There are words that have all the impact of a car alarm going off in the middle of the night. They scream at you, but most of the time they mean nothing. One such word is 'transformation'.
 
I've lost count of the amount of transformation I've heard about. Housing estates have been 'transformed' by being sold to private developers. Communities have been transformed by turfing out people on low incomes. Cities have been transformed with the addition of 'iconic' buildings (though for every Bilbao, there's a West Bromwich). 
 
If transformation is an over-used word when we talk about places, it has all the impact of a trapped wasp when it comes to public services. Councils are transformed at regular intervals. So are schools and hospitals. I even know people with 'transformation' in their job titles, which is a hostage to fortune if there ever was one.
 
Like a chameleon's skin, many of these transformations leave everything unchanged below the service. That's why I used the opportunity of the brilliant (but not transformational) HouseParty unconference last week to introduce the idea of slow policy.
 
Slow policy is like slow food: a rejection of the idea that faster is better and of the lack of thought, care and attention associated with living life on speed.
 
Slow policy doesn't give a monkey's about ministerial ego-massaging or media manipulation. It sticks two fingers up to political timetables and the need to be seen to be doing something, however ill-advised, in response to every headline. It takes pleasure in nodding off during the Queen's Speech.
 
There was a brief period when those who believed in slow policy had a foot in the door of Downing Street. Some still remember the work of the Social Exclusion Unit and Tony Blair's rash promise that within ten to twenty years, nobody would be seriously disadvantaged because of where they lived. There was some recognition there that change takes many years to get right. It was quickly forgotten.
 
Slow policy isn't the same as no policy. It recognises social and economic challenges and that government has an vital role in meeting them. But it understands first of all that those who have the greatest stake in the future of places and the effectiveness of the organisations that serve them are those who build their lives there, not those for whom the business of change is often mostly one of career advancement. 
 
At HouseParty, which was mainly for people working in housing, I set out seven steps towards slow policy (you can see the slides here).
 
First is to design for permanence rather than transience, like Coin Street in south London.
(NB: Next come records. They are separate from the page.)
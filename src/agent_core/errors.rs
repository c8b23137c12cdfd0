//! Agent Core error types.
//!
//! Errors are split by the component that raises them. [`SessionError`] is
//! what callers of the session, autopilot loop and subtask runner see; the
//! other enums convert into it.

use thiserror::Error;

use super::gate::GateBuildError;
use crate::config::ConfigError;
use crate::inference::ProviderError;

/// Violations of the transcript's tool-call pairing rules.
#[derive(Debug, Error, PartialEq, Eq)]
pub enum TranscriptError {
    /// A tool result references a call that is not awaiting a result.
    #[error("tool result for '{call_id}' does not answer any open tool call")]
    OrphanToolResult { call_id: String },

    /// A tool message was appended without a result payload.
    #[error("tool message is missing its result payload")]
    MissingToolResult,

    /// Two calls in the same request share an ID.
    #[error("duplicate tool call id '{call_id}'")]
    DuplicateCallId { call_id: String },

    /// A non-tool message was appended while calls still await results.
    #[error("tool calls still awaiting results: {}", call_ids.join(", "))]
    UnresolvedToolCalls { call_ids: Vec<String> },

    /// A range operation would split a tool exchange or is out of bounds.
    #[error("invalid transcript range {start}..{end}: {reason}")]
    InvalidRange {
        start: usize,
        end: usize,
        reason: String,
    },
}

/// Compaction could not bring the transcript under its threshold.
#[derive(Debug, Error, PartialEq, Eq)]
pub enum CompactionError {
    #[error(
        "compaction ineffective: {before} -> {after} tokens, threshold {threshold_tokens} \
         of {hard_limit}; lower prune_protect/prune_minimum or raise the context limit"
    )]
    Ineffective {
        before: u64,
        after: u64,
        threshold_tokens: u64,
        hard_limit: u64,
    },

    /// Splicing the summary into the transcript failed.
    #[error("compaction splice failed: {0}")]
    Transcript(#[from] TranscriptError),
}

/// Errors from the tool dispatcher.
///
/// Only [`DispatchError::is_fatal`] variants end the session; the rest are
/// turned into failed tool results the model can react to.
#[derive(Debug, Error)]
pub enum DispatchError {
    /// The model asked for a tool that is not registered.
    #[error("unknown tool: '{name}'")]
    UnknownTool { name: String },

    /// Arguments do not satisfy the tool's declared schema.
    #[error("invalid arguments for '{tool_name}': {reason}")]
    InvalidArguments { tool_name: String, reason: String },

    /// The session-wide operation budget is spent.
    #[error("operation limit exceeded: {count} of {limit} operations used; raise limits.max_operations")]
    OperationLimitExceeded { count: u64, limit: u64 },
}

impl DispatchError {
    /// Whether this error must terminate the session.
    pub fn is_fatal(&self) -> bool {
        matches!(self, DispatchError::OperationLimitExceeded { .. })
    }
}

/// Errors surfaced by a conversation session and its drivers.
#[derive(Debug, Error)]
pub enum SessionError {
    /// The provider failed fatally or retries were exhausted.
    #[error("model provider failed: {0}")]
    ProviderFatal(#[source] ProviderError),

    /// Compaction could not make room for the next request.
    #[error("context budget exceeded: {0}")]
    BudgetExceeded(#[source] CompactionError),

    /// A hard resource limit was hit.
    #[error("resource limit exceeded: {0}")]
    ResourceLimitExceeded(#[source] DispatchError),

    /// The transcript pairing rules were violated.
    #[error("transcript consistency violation: {0}")]
    Consistency(#[from] TranscriptError),

    /// The turn used its step allowance without a final reply.
    #[error("turn incomplete after {steps} steps; the model is still requesting tools")]
    TurnIncomplete { steps: usize },

    /// Cancellation was requested.
    #[error("session cancelled")]
    Cancelled,

    /// The session is in its terminal error state.
    #[error("session '{session_id}' is in an error state and cannot continue")]
    SessionErrored { session_id: String },
}

impl SessionError {
    /// Whether the session remains usable after this error.
    pub fn is_recoverable(&self) -> bool {
        matches!(
            self,
            SessionError::TurnIncomplete { .. }
                | SessionError::BudgetExceeded(_)
                | SessionError::Cancelled
        )
    }
}

/// Errors from the audit log backend.
#[derive(Debug, Error)]
pub enum AuditError {
    #[error("database error: {reason}")]
    DatabaseError { reason: String },

    #[error("audit log I/O error: {reason}")]
    Io { reason: String },
}

impl From<rusqlite::Error> for AuditError {
    fn from(e: rusqlite::Error) -> Self {
        AuditError::DatabaseError {
            reason: e.to_string(),
        }
    }
}

impl From<std::io::Error> for AuditError {
    fn from(e: std::io::Error) -> Self {
        AuditError::Io {
            reason: e.to_string(),
        }
    }
}

/// Errors assembling session services from configuration.
#[derive(Debug, Error)]
pub enum SetupError {
    #[error(transparent)]
    Config(#[from] ConfigError),

    #[error("permission rules failed to compile: {0}")]
    Gate(#[from] GateBuildError),

    #[error("audit log unavailable: {0}")]
    Audit(#[from] AuditError),

    #[error("provider setup failed: {0}")]
    Provider(#[from] ProviderError),

    #[error("no provider configured; add a `provider:` section with base_url and model")]
    MissingProvider,
}

#[cfg(test)]
mod tests {
    use super::*;

    #[test]
    fn test_dispatch_error_fatality() {
        assert!(DispatchError::OperationLimitExceeded { count: 11, limit: 10 }.is_fatal());
        assert!(!DispatchError::UnknownTool { name: "x".into() }.is_fatal());
        assert!(!DispatchError::InvalidArguments {
            tool_name: "x".into(),
            reason: "missing 'path'".into(),
        }
        .is_fatal());
    }

    #[test]
    fn test_session_error_recoverability() {
        assert!(SessionError::TurnIncomplete { steps: 3 }.is_recoverable());
        assert!(SessionError::Cancelled.is_recoverable());
        assert!(!SessionError::ProviderFatal(ProviderError::HttpError {
            status: 401,
            body: "unauthorized".into(),
        })
        .is_recoverable());
    }

    #[test]
    fn test_messages_are_actionable() {
        let err = SessionError::ResourceLimitExceeded(DispatchError::OperationLimitExceeded {
            count: 10_001,
            limit: 10_000,
        });
        assert!(err.to_string().contains("max_operations"));

        let err = CompactionError::Ineffective {
            before: 900,
            after: 880,
            threshold_tokens: 750,
            hard_limit: 1000,
        };
        assert!(err.to_string().contains("880"));
    }

    #[test]
    fn test_unresolved_lists_ids() {
        let err = TranscriptError::UnresolvedToolCalls {
            call_ids: vec!["a".into(), "b".into()],
        };
        assert_eq!(err.to_string(), "tool calls still awaiting results: a, b");
    }
}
Instead of 'regenerating' places by removing communities (as Hammersmith and Fulham council planned to do) it changes places by building community.
 
Second is to support community by investing in local networks rather than top-down initiatives. Note the use of the word investing. Such networks need long term support, not policy interventions or visits from bigwigs seeking to gloss their credibility.
 
Third is to make welfare relational rather than adversarial. A state that treats the poorest as scroungers and blames them for their predicament encourages exactly the behaviour it condemns, forcing them on the defensive. Responsibility is built on trust, not on bullying.
 
Fourth is to let people use the spaces and places around them creatively. People love Incredible Edible Todmorden because it's creative and fun and changes things (don't take my word for it, read the book or see for yourself). But it engages more seriously with issues of food security, climate change and the local economy than many well-funded initiatives I've come across.
 
Fifth, design for life at walking pace. Towns with plenty to do and see and where priority isn't given to speeding in, out and around are places that are interesting and attract visitors. Designing cities for people is just common sense.
 
Sixth, make public services personal. Co-produce them and give the people who use them the chance to shape them. Turn them into conversations, not application forms.
 
Finally - and slowest of all - start seriously planning how to introduce a universal basic income that gives people the opportunity to make real choices about their lives. Break once and for all the myth that paid employment is more worthy and valuable than caring for friends or family, building community or acting creatively. Give people a minimum income that meets basic needs and allow them to choose how much more they will earn through paid work. It's an investment that will reap rewards for all of us.
 
Of course a basic income would utterly disrupt a labour market that depends on a growing army of low-paid, insecure workers and a punitive benefits system. It might take a generation to implement in a fashion that enabled society to adjust its thinking. But once again slow is better than no.
 
If history tells us anything about progress, it's that Great Leaps Forward tend to end in disaster. So if we want lasting change, perhaps we should look for less transformation.